Introducing Chinese Text Analyser

May 25, 2014 at 12:14 PM

I'm about to purchase Chinese Text Analyser. I have a pc with Windows, though I often use Linux and maybe in the future I'll buy a macbook air..did you test and confirm that the program runs also on Linux and Mac OSX using Wine? I'd be interested in a native app as well.
I read that the program allows to "Export word lists of known or unknown words for use in SRS or other programs". I'd be interested in creating worlists for Pleco. Is it easy to do? From my understanding I should generate a tab separated list containing these fields: "characters{tab}Pinyin pronunciation{tab]definition" . Pinyin and definition are optional, if not specified they are provided by Pleco itself. If I purchase a license I can use it on multiple PCs, right? And can I get unlimited updates or not? I'm going to purchase the program and try it now.

May 26, 2014 at 09:52 AM

Yes it works on wine under Linux though it has some minor graphical glitches (e.g. images for icons don't always display correctly), and I do testing on Linux through wine before each release.

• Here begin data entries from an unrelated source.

//! Response envelopes.
//!
//! # Design
//! The envelope keeps transport metadata (status, headers, raw text, the
//! descriptor that was sent) next to the decoded payload in `response`.
//! Interceptors and transports work on `Response` (`ResponseEnvelope<Value>`);
//! `decode` converts the payload into the caller's type only after the
//! response interceptor chain has run.

use serde::de::DeserializeOwned;
use serde_json::Value;

use crate::error::{HttpError, Result};
use crate::http::ResponseType;
use crate::request::Request;

/// Type-erased envelope seen by interceptors and transports.
pub type Response = ResponseEnvelope<Value>;

/// A completed response plus its decoded payload.
#[derive(Debug, Clone, PartialEq)]
pub struct ResponseEnvelope<T = Value> {
    pub status: u16,
    pub headers: Vec<(String, String)>,
    /// Response text exactly as received.
    pub raw: String,
    pub response: T,
    pub response_type: ResponseType,
    /// The descriptor the transport executed.
    pub request: Request,
}

impl<T> ResponseEnvelope<T> {
    /// Envelope with the given status and payload and empty metadata.
    pub fn new(status: u16, response: T) -> Self {
        Self {
            status,
            headers: Vec::new(),
            raw: String::new(),
            response,
            response_type: ResponseType::default(),
            request: Request::default(),
        }
    }

    pub fn with_header(mut self, name: impl Into<String>, value: impl Into<String>) -> Self {
        self.headers.push((name.into(), value.into()));
        self
    }

    pub fn with_raw(mut self, raw: impl Into<String>) -> Self {
        self.raw = raw.into();
        self
    }

    pub fn with_request(mut self, request: Request) -> Self {
        self.request = request;
        self
    }

    /// First header value whose name matches case-insensitively.
    pub fn header(&self, name: &str) -> Option<&str> {
        self.headers
            .iter()
            .find(|(key, _)| key.eq_ignore_ascii_case(name))
            .map(|(_, value)| value.as_str())
    }

    pub fn is_success(&self) -> bool {
        (200..300).contains(&self.status)
    }

    /// Replace the payload, keeping the metadata.
    pub fn map_response<U>(self, f: impl FnOnce(T) -> U) -> ResponseEnvelope<U> {
        ResponseEnvelope {
            status: self.status,
            headers: self.headers,
            raw: self.raw,
            response: f(self.response),
            response_type: self.response_type,
            request: self.request,
        }
    }
}

impl Response {
    /// Deserialize the payload into `U`.
    pub fn decode<U: DeserializeOwned>(self) -> Result<ResponseEnvelope<U>> {
        let Self {
            status,
            headers,
            raw,
            response,
            response_type,
            request,
        } = self;
        let response = serde_json::from_value(response)
            .map_err(|e| HttpError::Deserialization(e.to_string()))?;
        Ok(ResponseEnvelope {
            status,
            headers,
            raw,
            response,
            response_type,
            request,
        })
    }
}
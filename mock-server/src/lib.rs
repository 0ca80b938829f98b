use std::collections::BTreeMap;
use std::time::Duration;

use axum::{
    extract::Path,
    http::{HeaderMap, Method, StatusCode, Uri},
    response::IntoResponse,
    routing::{any, get},
    Json, Router,
};
use serde::{Deserialize, Serialize};
use tokio::net::TcpListener;

/// What `/echo` reports back about the request it received.
#[derive(Clone, Debug, PartialEq, Serialize, Deserialize)]
pub struct Echo {
    pub method: String,
    pub path: String,
    pub headers: BTreeMap<String, String>,
    pub body: String,
}

pub fn app() -> Router {
    Router::new()
        .route("/echo", any(echo))
        .route("/echo/{*rest}", any(echo))
        .route("/status/{code}", get(status))
        .route("/text", get(text))
        .route("/empty", get(empty))
        .route("/slow/{millis}", get(slow))
}

pub async fn run(listener: TcpListener) -> Result<(), std::io::Error> {
    axum::serve(listener, app()).await
}

async fn echo(method: Method, uri: Uri, headers: HeaderMap, body: String) -> Json<Echo> {
    let headers = headers
        .iter()
        .map(|(name, value)| {
            (
                name.as_str().to_string(),
                String::from_utf8_lossy(value.as_bytes()).into_owned(),
            )
        })
        .collect();
    Json(Echo {
        method: method.to_string(),
        path: uri.path().to_string(),
        headers,
        body,
    })
}

async fn status(Path(code): Path<u16>) -> Result<(StatusCode, String), StatusCode> {
    let status = StatusCode::from_u16(code).map_err(|_| StatusCode::BAD_REQUEST)?;
    Ok((status, format!("status {code}")))
}

async fn text() -> &'static str {
    "plain text"
}

async fn empty() -> StatusCode {
    StatusCode::NO_CONTENT
}

async fn slow(Path(millis): Path<u64>) -> impl IntoResponse {
    tokio::time::sleep(Duration::from_millis(millis)).await;
    Json(serde_json::json!({ "slept": millis }))
}
//! Request descriptors.
//!
//! # Design
//! A descriptor is a value: builder methods consume `self` and return the
//! updated copy, and interceptors receive one descriptor and hand back
//! another. Nothing in the crate mutates a descriptor the caller still holds.
//!
//! Every field is optional because callers pass partial descriptors and the
//! verb helpers layer them over a base with `merge`. The body is generic so
//! callers keep their own types; `into_erased` turns it into JSON once, at
//! the entry of the pipeline, and from there on everything works on
//! `Request` (`RequestOptions<Value>`).

use std::collections::BTreeMap;
use std::time::Duration;

use serde::Serialize;
use serde_json::Value;

use crate::error::{HttpError, Result};
use crate::http::{HttpMethod, ResponseType};

/// Type-erased descriptor seen by interceptors and transports.
pub type Request = RequestOptions<Value>;

/// A partial description of one HTTP call.
#[derive(Debug, Clone, PartialEq)]
pub struct RequestOptions<B = Value> {
    pub method: Option<HttpMethod>,
    pub url: Option<String>,
    pub body: Option<B>,
    /// Header names are kept exactly as inserted.
    pub headers: Option<BTreeMap<String, String>>,
    pub timeout: Option<Duration>,
    pub user: Option<String>,
    pub password: Option<String>,
    pub response_type: Option<ResponseType>,
}

impl<B> Default for RequestOptions<B> {
    fn default() -> Self {
        Self {
            method: None,
            url: None,
            body: None,
            headers: None,
            timeout: None,
            user: None,
            password: None,
            response_type: None,
        }
    }
}

impl<B> RequestOptions<B> {
    pub fn new() -> Self {
        Self::default()
    }

    pub fn method(mut self, method: impl Into<HttpMethod>) -> Self {
        self.method = Some(method.into());
        self
    }

    pub fn url(mut self, url: impl Into<String>) -> Self {
        self.url = Some(url.into());
        self
    }

    pub fn body(mut self, body: B) -> Self {
        self.body = Some(body);
        self
    }

    /// Add or replace a single header, creating the map if needed.
    pub fn header(mut self, name: impl Into<String>, value: impl Into<String>) -> Self {
        self.headers
            .get_or_insert_with(BTreeMap::new)
            .insert(name.into(), value.into());
        self
    }

    /// Replace the whole header map.
    pub fn headers(mut self, headers: BTreeMap<String, String>) -> Self {
        self.headers = Some(headers);
        self
    }

    pub fn timeout(mut self, timeout: Duration) -> Self {
        self.timeout = Some(timeout);
        self
    }

    pub fn basic_auth(mut self, user: impl Into<String>, password: impl Into<String>) -> Self {
        self.user = Some(user.into());
        self.password = Some(password.into());
        self
    }

    pub fn response_type(mut self, response_type: ResponseType) -> Self {
        self.response_type = Some(response_type);
        self
    }

    /// Look up a header by exact name.
    pub fn get_header(&self, name: &str) -> Option<&str> {
        self.headers.as_ref()?.get(name).map(String::as_str)
    }

    /// Layer `overrides` on top of `self`: every field set in `overrides`
    /// wins, the rest is kept. Headers are replaced as a whole.
    pub fn merge(self, overrides: RequestOptions<B>) -> Self {
        Self {
            method: overrides.method.or(self.method),
            url: overrides.url.or(self.url),
            body: overrides.body.or(self.body),
            headers: overrides.headers.or(self.headers),
            timeout: overrides.timeout.or(self.timeout),
            user: overrides.user.or(self.user),
            password: overrides.password.or(self.password),
            response_type: overrides.response_type.or(self.response_type),
        }
    }

    /// Replace the body type, keeping every other field.
    pub fn map_body<C>(self, f: impl FnOnce(B) -> C) -> RequestOptions<C> {
        RequestOptions {
            method: self.method,
            url: self.url,
            body: self.body.map(f),
            headers: self.headers,
            timeout: self.timeout,
            user: self.user,
            password: self.password,
            response_type: self.response_type,
        }
    }
}

impl<B: Serialize> RequestOptions<B> {
    /// Serialize the body into JSON, producing the descriptor the pipeline
    /// works on.
    pub fn into_erased(self) -> Result<Request> {
        let body = self
            .body
            .as_ref()
            .map(serde_json::to_value)
            .transpose()
            .map_err(|e| HttpError::Serialization(e.to_string()))?;
        let mut erased = self.map_body(|_| Value::Null);
        erased.body = body;
        Ok(erased)
    }
}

I haven't tried wine on OSX, but I have a MacBook Air myself and do all development and testing on a windows virtual machine through VMWare Fusion.

You can test it for yourself before purchase, as it has a free 14 day trial. Licences will work across OSes and versions, and for personal use can be used on any computer where you are the primary user. This works on an 'honour system' and I don't do any intrusive checking to confirm and you can just copy the licence to whatever computer you like - but the licence files contain enough personal information to discourage sharing openly.

Word lists are trivial to export to pleco. CTA exports tab separated files for a range of fields, including all those supported by pleco, and you simply choose which ones you need.

I recommend downloading the trial and checking it out. If you have any questions about usage, post them here and I'll do my best to answer them.

June 2, 2014 at 01:23 AM

I bought CTA in April but bc I'm in grad school just now getting around to using it and enjoying it immensely. Is there a keyboard shortcut for marking a word as known when it's highlighted in the right hand window unknown words list? Thank you!

June 2, 2014 at 03:21 AM

Not at the moment, but I should probably make that double clickable like the main text view. Will add it to my todo list, and it should be ready for the next version.

June 2, 2014 at 01:02 PM

Ahh, actually, I've just realised that double-clicking a word in the list searches for it in the text. Hmm, might need to think of an appropriate shortcut. Any preferred keystroke?

June 5, 2014 at 03:05 AM

On 2nd thought, i guess a keyboard shortcut is not entirely necessary - it hadn't occurred to me till now that I could use Control or shift to select multiple entries at a time at mark them as known all at once, which is saving me a ton of time. duh!

June 5, 2014 at 04:43 AM

Hopefully as well, as time goes by and Chinese Text Analyser develops a more accurate model of your vocabulary, it will be less and less necessary to do bulk markings.

June 29, 2014 at 12:47 PM

Scanning of just a section of text - this would be useful with large documents. For example, in a current book I just want to scan the first part of chapter 1 (第一篇贡品　1). Would be great if I had a way to select all text between the markers 第一篇贡品　1 and 第一篇贡品　2 and just scan that, without having to copy and paste in a separate document first. Also, if CTA could recognize some common chapter markers, such as those above, and split automatically that would be very convenient.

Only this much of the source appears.